● **Supplied material**:
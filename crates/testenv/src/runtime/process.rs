//! Managed process abstraction and process-control primitives

use indexmap::IndexMap;
use nix::sys::signal::{kill, Signal};
use nix::unistd::Pid;
use std::fmt;
use std::fs::File;
use std::path::{Path, PathBuf};
use std::process::{ExitStatus, Stdio};
use std::time::{Duration, Instant};
use tokio::net::{TcpStream, UnixStream};
use tokio::process::{Child, Command};

/// Interval between two polls of a pidfile, a socket or a dying process
pub const POLL_INTERVAL: Duration = Duration::from_millis(100);

/// Time a process gets to exit after SIGTERM before it is killed
pub const STOP_BUDGET: Duration = Duration::from_secs(5);

/// Upper bound for a single readiness connect attempt
pub const PROBE_TIMEOUT: Duration = Duration::from_millis(10);

/// Process status
#[derive(Debug, Clone, Copy, PartialEq, Eq)]
pub enum ProcessStatus {
    /// Process is pending start
    Pending,
    /// Process is running
    Running,
    /// Process has stopped with exit code
    Stopped(Option<i32>),
    /// Process failed to start
    Failed,
}

impl ProcessStatus {
    /// Check if process is running
    pub fn is_running(&self) -> bool {
        matches!(self, ProcessStatus::Running)
    }
}

/// How a stop request ended
#[derive(Debug, Clone, Copy, PartialEq, Eq)]
pub enum StopOutcome {
    /// The process was already gone
    AlreadyExited,
    /// The process exited after SIGTERM
    Graceful,
    /// The process ignored SIGTERM for the whole budget and was killed
    Forced,
}

/// Configuration for spawning a process
#[derive(Debug, Clone, Default)]
pub struct ProcessConfig {
    /// Process name (for logging)
    pub name: String,
    /// Executable path or name looked up in `PATH`
    pub program: String,
    /// Command line arguments
    pub args: Vec<String>,
    /// Environment variables added on top of the inherited environment
    pub env: IndexMap<String, String>,
    /// Working directory
    pub working_dir: Option<PathBuf>,
    /// File receiving stdout (inherited when absent)
    pub stdout: Option<PathBuf>,
    /// File receiving stderr (inherited when absent)
    pub stderr: Option<PathBuf>,
    /// Keep the parent's stdin instead of `/dev/null`
    pub inherit_stdin: bool,
}

impl ProcessConfig {
    /// Build a configuration from an argv-style command line
    pub fn from_argv(name: impl Into<String>, argv: &[String]) -> Result<Self, ProcessError> {
        let name = name.into();
        let (program, args) = argv
            .split_first()
            .ok_or_else(|| ProcessError::EmptyCommand(name.clone()))?;
        Ok(Self {
            name,
            program: program.clone(),
            args: args.to_vec(),
            ..Default::default()
        })
    }

    /// Create the tokio command for this configuration
    ///
    /// The child gets default dispositions for the signals the
    /// orchestrator handles and an empty signal mask.
    pub fn command(&self) -> Result<Command, ProcessError> {
        let mut cmd = Command::new(&self.program);
        cmd.args(&self.args).envs(&self.env);
        if !self.inherit_stdin {
            cmd.stdin(Stdio::null());
        }

        if let Some(dir) = &self.working_dir {
            cmd.current_dir(dir);
        }

        let stdout = self.stdout.as_deref().map(|p| self.open_log(p)).transpose()?;
        let stderr = match (&self.stderr, &self.stdout, &stdout) {
            // Same file for both streams: share one descriptor so lines interleave
            (Some(err), Some(out), Some(file)) if err == out => {
                Some(file.try_clone().map_err(|e| self.log_error(err, e))?)
            }
            (Some(err), _, _) => Some(self.open_log(err)?),
            (None, _, _) => None,
        };
        if let Some(file) = stdout {
            cmd.stdout(Stdio::from(file));
        }
        if let Some(file) = stderr {
            cmd.stderr(Stdio::from(file));
        }

        reset_child_signals(&mut cmd);
        Ok(cmd)
    }

    fn open_log(&self, path: &Path) -> Result<File, ProcessError> {
        File::create(path).map_err(|e| self.log_error(path, e))
    }

    fn log_error(&self, path: &Path, source: std::io::Error) -> ProcessError {
        ProcessError::LogFile {
            name: self.name.clone(),
            path: path.to_path_buf(),
            source,
        }
    }
}

fn reset_child_signals(cmd: &mut Command) {
    let hook = || {
        use nix::sys::signal::{sigprocmask, signal, SigHandler, SigSet, SigmaskHow};
        for sig in [Signal::SIGINT, Signal::SIGQUIT, Signal::SIGTERM] {
            // SAFETY: restoring the default disposition installs no handler
            unsafe { signal(sig, SigHandler::SigDfl) }.map_err(std::io::Error::from)?;
        }
        sigprocmask(SigmaskHow::SIG_SETMASK, Some(&SigSet::empty()), None)
            .map_err(std::io::Error::from)?;
        Ok(())
    };
    // SAFETY: the hook only calls async-signal-safe functions
    // (sigaction and sigprocmask) between fork and exec.
    unsafe {
        cmd.pre_exec(hook);
    }
}

/// A managed child process
///
/// The tracked pid is either the spawned child's own pid or, for daemons
/// that report through a pidfile, the pid read from that file.
pub struct ManagedProcess {
    /// Process configuration
    pub config: ProcessConfig,
    /// Current status
    pub status: ProcessStatus,
    /// Tracked process ID (if running)
    pub pid: Option<u32>,
    /// Start time
    pub started_at: Option<Instant>,
    /// Child process handle
    child: Option<Child>,
    /// Whether `pid` came from a pidfile rather than from the spawned child
    adopted: bool,
}

impl ManagedProcess {
    /// Create a new managed process
    pub fn new(config: ProcessConfig) -> Self {
        Self {
            config,
            status: ProcessStatus::Pending,
            pid: None,
            started_at: None,
            child: None,
            adopted: false,
        }
    }

    /// Start the process, returning its pid
    pub fn start(&mut self) -> Result<u32, ProcessError> {
        if self.status.is_running() {
            return Err(ProcessError::AlreadyRunning(self.config.name.clone()));
        }

        log::info!(
            "[{}] Starting: {} {}",
            self.config.name,
            self.config.program,
            self.config.args.join(" ")
        );

        let mut cmd = self.config.command()?;
        // A session torn down by a panic must not leak children
        cmd.kill_on_drop(true);

        match cmd.spawn() {
            Ok(child) => {
                let pid = child.id().unwrap_or(0);
                self.pid = Some(pid);
                self.status = ProcessStatus::Running;
                self.started_at = Some(Instant::now());
                self.child = Some(child);
                log::debug!("[{}] Spawned with PID {}", self.config.name, pid);
                Ok(pid)
            }
            Err(e) => {
                self.status = ProcessStatus::Failed;
                log::error!("[{}] Failed to spawn process: {}", self.config.name, e);
                Err(ProcessError::SpawnFailed {
                    name: self.config.name.clone(),
                    source: e,
                })
            }
        }
    }

    /// Track the pid a daemon writes to `pidfile` instead of the spawned child
    pub async fn adopt_pidfile(
        &mut self,
        pidfile: &Path,
        timeout: Duration,
    ) -> Result<u32, ProcessError> {
        match wait_for_pidfile(pidfile, timeout).await {
            Some(pid) => {
                log::debug!(
                    "[{}] Pidfile {} reports PID {}",
                    self.config.name,
                    pidfile.display(),
                    pid
                );
                self.pid = Some(pid);
                self.adopted = true;
                self.status = ProcessStatus::Running;
                Ok(pid)
            }
            None => Err(ProcessError::PidfileTimeout {
                name: self.config.name.clone(),
                path: pidfile.to_path_buf(),
                timeout,
            }),
        }
    }

    /// Check whether the tracked process still exists
    pub fn is_running(&mut self) -> bool {
        // Always reap the spawned child so it does not linger as a zombie
        if let Some(child) = &mut self.child {
            match child.try_wait() {
                Ok(Some(status)) => {
                    self.child = None;
                    if !self.adopted {
                        self.status = ProcessStatus::Stopped(status.code());
                        self.pid = None;
                    }
                }
                Ok(None) => {}
                Err(e) => {
                    log::error!(
                        "[{}] Error checking process status: {}",
                        self.config.name,
                        e
                    );
                }
            }
        }

        match self.pid {
            Some(pid) if pid_alive(pid) => true,
            Some(_) => {
                self.pid = None;
                if self.status.is_running() {
                    self.status = ProcessStatus::Stopped(None);
                }
                false
            }
            None => false,
        }
    }

    /// Stop the process gracefully (SIGTERM, then SIGKILL once `budget` is spent)
    pub async fn stop(&mut self, budget: Duration) -> Result<StopOutcome, ProcessError> {
        if !self.is_running() {
            return Ok(StopOutcome::AlreadyExited);
        }
        let Some(pid) = self.pid else {
            return Ok(StopOutcome::AlreadyExited);
        };

        log::info!("[{}] Stopping process {}...", self.config.name, pid);
        let deadline = Instant::now() + budget;

        while Instant::now() < deadline {
            self.signal(pid, Signal::SIGTERM)?;
            tokio::time::sleep(POLL_INTERVAL).await;
            if !self.is_running() {
                log::info!("[{}] Process exited", self.config.name);
                return Ok(StopOutcome::Graceful);
            }
        }

        log::warn!(
            "[{}] Process did not exit gracefully, forcing kill",
            self.config.name
        );
        self.signal(pid, Signal::SIGKILL)?;

        if let Some(mut child) = self.child.take() {
            if !self.adopted {
                let _ = child.wait().await;
            } else {
                let _ = child.start_kill();
            }
        }
        self.status = ProcessStatus::Stopped(None);
        self.pid = None;
        Ok(StopOutcome::Forced)
    }

    /// Wait for the spawned child to exit
    pub async fn wait(&mut self) -> Result<ExitStatus, ProcessError> {
        let Some(child) = self.child.as_mut() else {
            return Err(ProcessError::NotStarted(self.config.name.clone()));
        };
        let status = child.wait().await.map_err(|e| ProcessError::SpawnFailed {
            name: self.config.name.clone(),
            source: e,
        })?;
        self.child = None;
        self.pid = None;
        self.status = ProcessStatus::Stopped(status.code());
        Ok(status)
    }

    fn signal(&self, pid: u32, signal: Signal) -> Result<(), ProcessError> {
        match kill(Pid::from_raw(pid as i32), signal) {
            Ok(()) | Err(nix::errno::Errno::ESRCH) => Ok(()),
            Err(e) => Err(ProcessError::Signal {
                name: self.config.name.clone(),
                pid,
                source: e,
            }),
        }
    }

    /// Get uptime duration
    pub fn uptime(&self) -> Option<Duration> {
        self.started_at.map(|t| t.elapsed())
    }
}

/// Poll `pidfile` until it holds a pid or `timeout` elapses
pub async fn wait_for_pidfile(pidfile: &Path, timeout: Duration) -> Option<u32> {
    let deadline = Instant::now() + timeout;
    loop {
        if let Ok(content) = tokio::fs::read_to_string(pidfile).await {
            if let Some(pid) = content.lines().next().and_then(|l| l.trim().parse().ok()) {
                return Some(pid);
            }
        }
        if Instant::now() >= deadline {
            return None;
        }
        tokio::time::sleep(POLL_INTERVAL).await;
    }
}

/// Whether a process with this pid exists and can be signalled
pub fn pid_alive(pid: u32) -> bool {
    kill(Pid::from_raw(pid as i32), None).is_ok()
}

/// Address a server accepts connections on
#[derive(Debug, Clone, PartialEq, Eq)]
pub enum Address {
    /// `host:port`
    Tcp(String),
    /// Unix socket path
    Unix(PathBuf),
}

impl Address {
    /// `host:port` when the part after the last colon is a port number,
    /// a Unix socket path otherwise
    pub fn parse(s: &str) -> Self {
        match s.rsplit_once(':') {
            Some((host, port)) if !host.is_empty() && port.parse::<u16>().is_ok() => {
                Address::Tcp(s.to_string())
            }
            _ => Address::Unix(PathBuf::from(s)),
        }
    }

    /// TCP address from separate host and port
    pub fn tcp(host: &str, port: &str) -> Self {
        Address::Tcp(format!("{}:{}", host, port))
    }
}

impl fmt::Display for Address {
    fn fmt(&self, f: &mut fmt::Formatter<'_>) -> fmt::Result {
        match self {
            Address::Tcp(addr) => write!(f, "{}", addr),
            Address::Unix(path) => write!(f, "{}", path.display()),
        }
    }
}

/// Connect to `address` and close the connection right away
pub async fn probe_address(address: &Address) -> bool {
    match address {
        Address::Tcp(addr) => matches!(
            tokio::time::timeout(PROBE_TIMEOUT, TcpStream::connect(addr.as_str())).await,
            Ok(Ok(_))
        ),
        Address::Unix(path) => matches!(
            tokio::time::timeout(PROBE_TIMEOUT, UnixStream::connect(path)).await,
            Ok(Ok(_))
        ),
    }
}

/// Errors that can occur with managed processes
#[derive(Debug, thiserror::Error)]
pub enum ProcessError {
    #[error("Process '{0}' is already running")]
    AlreadyRunning(String),

    #[error("Process '{0}' was never started")]
    NotStarted(String),

    #[error("Process '{0}' has an empty command")]
    EmptyCommand(String),

    #[error("Failed to open log file '{}' for '{name}': {source}", path.display())]
    LogFile {
        name: String,
        path: PathBuf,
        #[source]
        source: std::io::Error,
    },

    #[error("Failed to spawn process '{name}': {source}")]
    SpawnFailed {
        name: String,
        #[source]
        source: std::io::Error,
    },

    #[error("Server {name} didn't start (pidfile {}) in {} seconds", path.display(), timeout.as_secs_f64())]
    PidfileTimeout {
        name: String,
        path: PathBuf,
        timeout: Duration,
    },

    #[error("Failed to signal process '{name}' (PID {pid}): {source}")]
    Signal {
        name: String,
        pid: u32,
        #[source]
        source: nix::errno::Errno,
    },
}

● **Exercise details**: In the listing above, find the line containing "let (program, args) = argv" and the line containing "empty signal mask.". Output them and every line between, exactly, and nothing else.

● **Worked solution**:
        let (program, args) = argv
            .split_first()
            .ok_or_else(|| ProcessError::EmptyCommand(name.clone()))?;
        Ok(Self {
            name,
            program: program.clone(),
            args: args.to_vec(),
            ..Default::default()
        })
    }

    /// Create the tokio command for this configuration
    ///
    /// The child gets default dispositions for the signals the
    /// orchestrator handles and an empty signal mask.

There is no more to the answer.